I like the cliche that Aquarius Sun is an alien. I know that it is a stereotype but I still like it—why? Because aliens are inscrutable.
We have never seen an alien. We don’t know how they exist, if they exist, and we make all sorts of assumptions about aliens that are really just about the human. In my reading group we are talking about aliens in relationship to the concept of detriment because a planet in detriment is a planet in exile. It’s an alien planet. An immigrant planet.
Aliens are described but they have never been seen. We all know what an alien is but we never know what it really means to be an alien. There is no one way to be an alien.
The Sun is about power. It’s dad. It’s patriarchy and it’s visibility. The Sun is about the future and your projection about the future. Sun in detriment people live in opposition to these things. They do not accept your attention, they resist being seen, and they resist the idea that the future can ever be predicted.
What Aquarius Sun is good at is marveling at the unknown.

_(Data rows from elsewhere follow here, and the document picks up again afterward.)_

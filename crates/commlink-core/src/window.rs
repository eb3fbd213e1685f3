//! 调用方缓冲区窗口校验
//!
//! 串口/CAN 的读写都允许调用方传入 `(buffer, offset, length)`，
//! 越界一律返回 `InvalidArgument`，不会触发任何系统调用。

use crate::LinkError;
use std::ops::Range;

/// 校验 `offset..offset + length` 落在长度为 `buf_len` 的缓冲区内且非空
pub fn buffer_window(buf_len: usize, offset: usize, length: usize) -> Result<Range<usize>, LinkError> {
    if length == 0 {
        return Err(LinkError::invalid("length must be greater than zero"));
    }
    let end = offset
        .checked_add(length)
        .ok_or_else(|| LinkError::invalid("offset + length overflows"))?;
    if end > buf_len {
        return Err(LinkError::invalid(format!(
            "window {}..{} exceeds buffer of {} bytes",
            offset, end, buf_len
        )));
    }
    Ok(offset..end)
}

/// 边界版本：接受有符号的 offset/length（负数即非法）
pub fn checked_window(buf_len: usize, offset: i32, length: i32) -> Result<Range<usize>, LinkError> {
    let offset = usize::try_from(offset)
        .map_err(|_| LinkError::invalid(format!("negative offset {}", offset)))?;
    let length = usize::try_from(length)
        .map_err(|_| LinkError::invalid(format!("negative length {}", length)))?;
    buffer_window(buf_len, offset, length)
}

#[cfg(test)]
mod tests {
    use super::*;

    #[test]
    fn test_valid_window() {
        assert_eq!(buffer_window(8, 0, 8).unwrap(), 0..8);
        assert_eq!(buffer_window(10, 3, 4).unwrap(), 3..7);
    }

    #[test]
    fn test_zero_length_rejected() {
        assert!(matches!(
            buffer_window(8, 0, 0),
            Err(LinkError::InvalidArgument(_))
        ));
    }

    #[test]
    fn test_out_of_bounds_rejected() {
        assert!(buffer_window(8, 4, 5).is_err());
        assert!(buffer_window(8, 9, 1).is_err());
        assert!(buffer_window(8, usize::MAX, 2).is_err());
    }

    #[test]
    fn test_negative_values_rejected() {
        assert!(checked_window(8, -1, 4).is_err());
        assert!(checked_window(8, 0, -4).is_err());
        assert_eq!(checked_window(8, 2, 6).unwrap(), 2..8);
    }

    proptest::proptest! {
        #[test]
        fn prop_accepted_window_is_inside_buffer(buf_len in 0usize..64, offset in 0usize..80, length in 0usize..80) {
            if let Ok(range) = buffer_window(buf_len, offset, length) {
                proptest::prop_assert!(range.end <= buf_len);
                proptest::prop_assert!(!range.is_empty());
            }
        }
    }
}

It’s funny because detriment Sun people know so much. They’ve read this and that book, lived this and that experience, and talked to almost everyone under the Sun. They’ll tell you about it if you don’t ask. But, if you ask? Zilch. Nil. Not a word. They pretend not to know. Or, rather, they collide with the impossibility of knowledge. They feel that they do not know anything when someone asks. Part of why they happen to know so much is because they are continually frustrated with an incomprehensible and illegible world.

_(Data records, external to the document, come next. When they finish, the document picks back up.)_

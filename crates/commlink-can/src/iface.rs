//! CAN 网络接口控制
//!
//! 通过一个短生命周期的 `AF_INET/SOCK_DGRAM` 控制 socket 执行
//! `ioctl(SIOCGIFFLAGS / SIOCSIFFLAGS)`，读取或修改接口的 `IFF_UP` 标志。
//!
//! - 查询（`is_up` / `index`）普通用户即可执行
//! - 修改（`bring_up` / `bring_down`）需要 `CAP_NET_ADMIN`；接口已处于目标状态时不发起
//!   `SIOCSIFFLAGS`，因此对已启动的接口调用 `bring_up` 不需要特权
//!
//! 波特率等链路参数由系统工具（`ip link set can0 type can bitrate ...`）配置，不在此处设置。

use commlink_core::LinkError;
use libc::{AF_INET, IFF_UP, SIOCGIFFLAGS, SIOCSIFFLAGS, SOCK_CLOEXEC, SOCK_DGRAM, c_short, ifreq};
use nix::errno::Errno;
use std::ffi::CString;
use std::os::fd::{AsRawFd, FromRawFd, OwnedFd};
use tracing::{error, info, trace};

/// `ifr_name` 为 IFNAMSIZ = 16 字节（含结尾 NUL），所以最大长度是 15
pub const MAX_IFACE_NAME_LEN: usize = libc::IFNAMSIZ - 1;

/// 校验接口名：非空、不超长、不含 NUL
pub fn validate_name(interface: &str) -> Result<(), LinkError> {
    if interface.is_empty() {
        return Err(LinkError::invalid("interface name is empty"));
    }
    if interface.len() > MAX_IFACE_NAME_LEN {
        return Err(LinkError::invalid(format!(
            "interface name '{}' is too long (max {} characters)",
            interface, MAX_IFACE_NAME_LEN
        )));
    }
    if interface.as_bytes().contains(&0) {
        return Err(LinkError::invalid(format!(
            "interface name {:?} contains NUL",
            interface
        )));
    }
    Ok(())
}

/// 构造只填了 `ifr_name` 的 `ifreq`
fn ifreq_for(interface: &str) -> Result<ifreq, LinkError> {
    validate_name(interface)?;

    let mut ifr: ifreq = unsafe { std::mem::zeroed() };
    for (dst, src) in ifr.ifr_name.iter_mut().zip(interface.as_bytes()) {
        *dst = *src as libc::c_char;
    }
    // zeroed() 已保证结尾 NUL
    Ok(ifr)
}

/// 打开控制 socket，drop 时自动关闭
fn control_socket() -> Result<OwnedFd, LinkError> {
    let fd = unsafe { libc::socket(AF_INET, SOCK_DGRAM | SOCK_CLOEXEC, 0) };
    if fd < 0 {
        let errno = Errno::last();
        error!("socket(AF_INET) failed: {}", errno);
        return Err(LinkError::os("socket(AF_INET)", errno as i32));
    }
    Ok(unsafe { OwnedFd::from_raw_fd(fd) })
}

fn get_flags(sock: &OwnedFd, interface: &str, ifr: &mut ifreq) -> Result<c_short, LinkError> {
    let ret = unsafe { libc::ioctl(sock.as_raw_fd(), SIOCGIFFLAGS, ifr as *mut ifreq) };
    if ret < 0 {
        let errno = Errno::last();
        error!("SIOCGIFFLAGS({}) failed: {}", interface, errno);
        return Err(LinkError::os("ioctl(SIOCGIFFLAGS)", errno as i32));
    }
    // ifru_flags 是 ifr_ifru union 的 c_short 成员，位于 union 起始处
    Ok(unsafe { *(std::ptr::addr_of!(ifr.ifr_ifru) as *const c_short) })
}

fn set_flags(sock: &OwnedFd, interface: &str, ifr: &mut ifreq, flags: c_short) -> Result<(), LinkError> {
    unsafe {
        *(std::ptr::addr_of_mut!(ifr.ifr_ifru) as *mut c_short) = flags;
    }
    let ret = unsafe { libc::ioctl(sock.as_raw_fd(), SIOCSIFFLAGS, ifr as *mut ifreq) };
    if ret < 0 {
        let errno = Errno::last();
        error!("SIOCSIFFLAGS({}) failed: {}", interface, errno);
        return Err(LinkError::os("ioctl(SIOCSIFFLAGS)", errno as i32));
    }
    Ok(())
}

/// 检查接口是否处于管理态 UP
pub fn is_up(interface: &str) -> Result<bool, LinkError> {
    let mut ifr = ifreq_for(interface)?;
    let sock = control_socket()?;
    let flags = get_flags(&sock, interface, &mut ifr)?;
    let up = (flags as i32 & IFF_UP) != 0;

    trace!(
        "Interface '{}' status: {}",
        interface,
        if up { "UP" } else { "DOWN" }
    );
    Ok(up)
}

/// 设置或清除 `IFF_UP`
///
/// 读取当前标志；若已是目标状态则直接返回，否则写回修改后的标志。
pub fn set_up(interface: &str, up: bool) -> Result<(), LinkError> {
    let mut ifr = ifreq_for(interface)?;
    let sock = control_socket()?;
    let flags = get_flags(&sock, interface, &mut ifr)?;

    let up_bit = IFF_UP as c_short;
    let wanted = if up { flags | up_bit } else { flags & !up_bit };
    if wanted == flags {
        trace!(
            "Interface '{}' already {}",
            interface,
            if up { "UP" } else { "DOWN" }
        );
        return Ok(());
    }

    set_flags(&sock, interface, &mut ifr, wanted)?;
    info!(
        "Interface '{}' set {}",
        interface,
        if up { "UP" } else { "DOWN" }
    );
    Ok(())
}

/// 启动接口
pub fn bring_up(interface: &str) -> Result<(), LinkError> {
    set_up(interface, true)
}

/// 关闭接口
pub fn bring_down(interface: &str) -> Result<(), LinkError> {
    set_up(interface, false)
}

/// 解析接口索引
///
/// # 错误
/// - `LinkError::InvalidArgument`: 接口名非法
/// - `LinkError::Os`: 接口不存在（通常为 `ENODEV`）
pub fn index(interface: &str) -> Result<u32, LinkError> {
    validate_name(interface)?;
    let c_iface =
        CString::new(interface).map_err(|e| LinkError::invalid(format!("invalid interface name: {}", e)))?;

    let ifindex = unsafe { libc::if_nametoindex(c_iface.as_ptr()) };
    if ifindex == 0 {
        let errno = Errno::last();
        error!("if_nametoindex({}) failed: {}", interface, errno);
        return Err(LinkError::os("if_nametoindex", errno as i32));
    }
    Ok(ifindex)
}

/// 接口是否存在
pub fn exists(interface: &str) -> bool {
    index(interface).is_ok()
}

To Sun in detriment people, the world is unknowable. And I’m not talking about lofty subjects like what it means to be or whether particles are really waves and vice versa, though those subjects interest detriment Sun people too because being is a puzzle and a theory. I’m talking about everyday stuff. Sun in detriment feels that there is no known way to doing things. They don’t know how to make a friend, even if they’ve been doing it all their lives. They don’t know how to join a game, fumbling and stumbling around until someone pulls them in. They don’t know how to teach, even if they have been a professor for ten years. They’ll walk into a classroom and stare at the pupils like a deer caught in headlights.
Then, they figure it out.
Every moment is a beginning for Aquarius Sun. Every jaded moment is abrupt, experienced as if it has never happened before. This is why Aquarius Sun, while brushing their teeth, often marvels at the human ritual of applying a plastic stick with bristles towards their mouth bones as if, well—as if they are an alien to their own species.

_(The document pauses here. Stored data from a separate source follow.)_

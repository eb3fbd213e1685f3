//! 有界超时 I/O
//!
//! 每次数据操作都遵循同一个模式：
//!
//! 1. `poll(2)` 等待 fd 就绪，最长 `timeout`
//! 2. 就绪后至多一次 `read(2)` / `write(2)`
//!
//! 超时返回 `LinkError::Timeout`（边界编码为 `0`），poll 或系统调用失败
//! 返回携带 errno 的 `LinkError::Os`。这里没有重试，也没有后台线程；
//! 取消只能通过超时到期实现。

use crate::LinkError;
use nix::errno::Errno;
use nix::poll::{PollFd, PollFlags, PollTimeout, poll};
use std::os::fd::{AsRawFd, BorrowedFd};
use std::time::Duration;
use tracing::{error, trace};

/// 等待的就绪方向
#[derive(Debug, Clone, Copy, PartialEq, Eq)]
pub enum Readiness {
    Readable,
    Writable,
}

impl Readiness {
    fn poll_flags(self) -> PollFlags {
        match self {
            Readiness::Readable => PollFlags::POLLIN,
            Readiness::Writable => PollFlags::POLLOUT,
        }
    }
}

/// `Duration` → poll 毫秒超时（超过 `i32::MAX` 毫秒按上限截断）
fn poll_timeout(timeout: Duration) -> Result<PollTimeout, LinkError> {
    let ms = i32::try_from(timeout.as_millis()).unwrap_or(i32::MAX);
    PollTimeout::try_from(ms)
        .map_err(|e| LinkError::invalid(format!("invalid poll timeout {}ms: {}", ms, e)))
}

/// 等待 fd 就绪
///
/// # 返回值
/// - `Ok(())`: 已就绪
/// - `Err(LinkError::Timeout)`: 超时内未就绪
/// - `Err(LinkError::Os)`: poll 失败（包括 `EINTR`，不做内部重试）
pub fn wait_ready(fd: BorrowedFd<'_>, readiness: Readiness, timeout: Duration) -> Result<(), LinkError> {
    let mut fds = [PollFd::new(fd, readiness.poll_flags())];
    match poll(&mut fds, poll_timeout(timeout)?) {
        Ok(0) => {
            trace!(
                "fd {} not {:?} within {:?}",
                fd.as_raw_fd(),
                readiness,
                timeout
            );
            Err(LinkError::Timeout)
        },
        Ok(_) => Ok(()),
        Err(errno) => {
            error!("poll(fd={}, {:?}) failed: {}", fd.as_raw_fd(), readiness, errno);
            Err(LinkError::os("poll", errno as i32))
        },
    }
}

/// 等待可读后执行一次 `read(2)`，返回读到的字节数
pub fn read(fd: BorrowedFd<'_>, buf: &mut [u8], timeout: Duration) -> Result<usize, LinkError> {
    wait_ready(fd, Readiness::Readable, timeout)?;

    let n = unsafe { libc::read(fd.as_raw_fd(), buf.as_mut_ptr().cast(), buf.len()) };
    if n < 0 {
        let errno = Errno::last();
        error!("read(fd={}) failed: {}", fd.as_raw_fd(), errno);
        return Err(LinkError::os("read", errno as i32));
    }
    Ok(n as usize)
}

/// 等待可写后执行一次 `write(2)`，返回系统调用报告的字节数
pub fn write(fd: BorrowedFd<'_>, data: &[u8], timeout: Duration) -> Result<usize, LinkError> {
    wait_ready(fd, Readiness::Writable, timeout)?;

    let n = unsafe { libc::write(fd.as_raw_fd(), data.as_ptr().cast(), data.len()) };
    if n < 0 {
        let errno = Errno::last();
        error!("write(fd={}) failed: {}", fd.as_raw_fd(), errno);
        return Err(LinkError::os("write", errno as i32));
    }
    Ok(n as usize)
}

And knowing is both convoluted and frustrated for Aquarius Suns. Knowing carries the risk of ego and Aquarius Suns hate it whenever they are seen as proud. They hate it most when someone, acting like an expert, prattles off facts that Aquarius Sun already fucking knows. They don’t like that. They don’t like their condition of unknowingness to be misunderstood. They understand that confusion, which is the site of learning, is stolen away when it is not allowed to just be. But ask them to jump in and explain the thing in someone’s stead? No, no. That’s much too crass. They’d prefer it if everyone did their own thinking for themselves.
Aquarius Suns are much more interested in dystopia than utopia. It’s Leo Suns, domicile Suns, that I see doing community work wholeheartedly, believing that if everyone can come together and see one another’s struggle that we will birth a new future together. Aquarius Suns are nihilists. They don’t believe in the future. They are fascinated with the concept of a future but they don’t believe in time. They don’t believe in futurist aesthetics or hovercrafts or AI. Aquarius Sun behaves and lives as if no future is necessary, as if hope is unnecessary.
This is why Aquarius Suns are extremely fascinated when futuristic aesthetics exist in the present. Everything that we project onto the future, really, is about right now. When detriment Sun imagines a future, they imagine a world that is falling to shit. They look at the aesthetics of the future with a good sense of dismay, sometimes regret, and often the trembling fear that they live in a world with no God.
The future, like the alien, is an unknown. We work with the concept of the future and with the alien but only because it represents something that we can never know. Sun, in Aquarius, finds itself in a state of not knowing. It doesn’t get to know and it becomes either enraged or embarrassed when anyone pretends to know. This embarrassment is a symptom, for the Sun in detriment, of the state of being.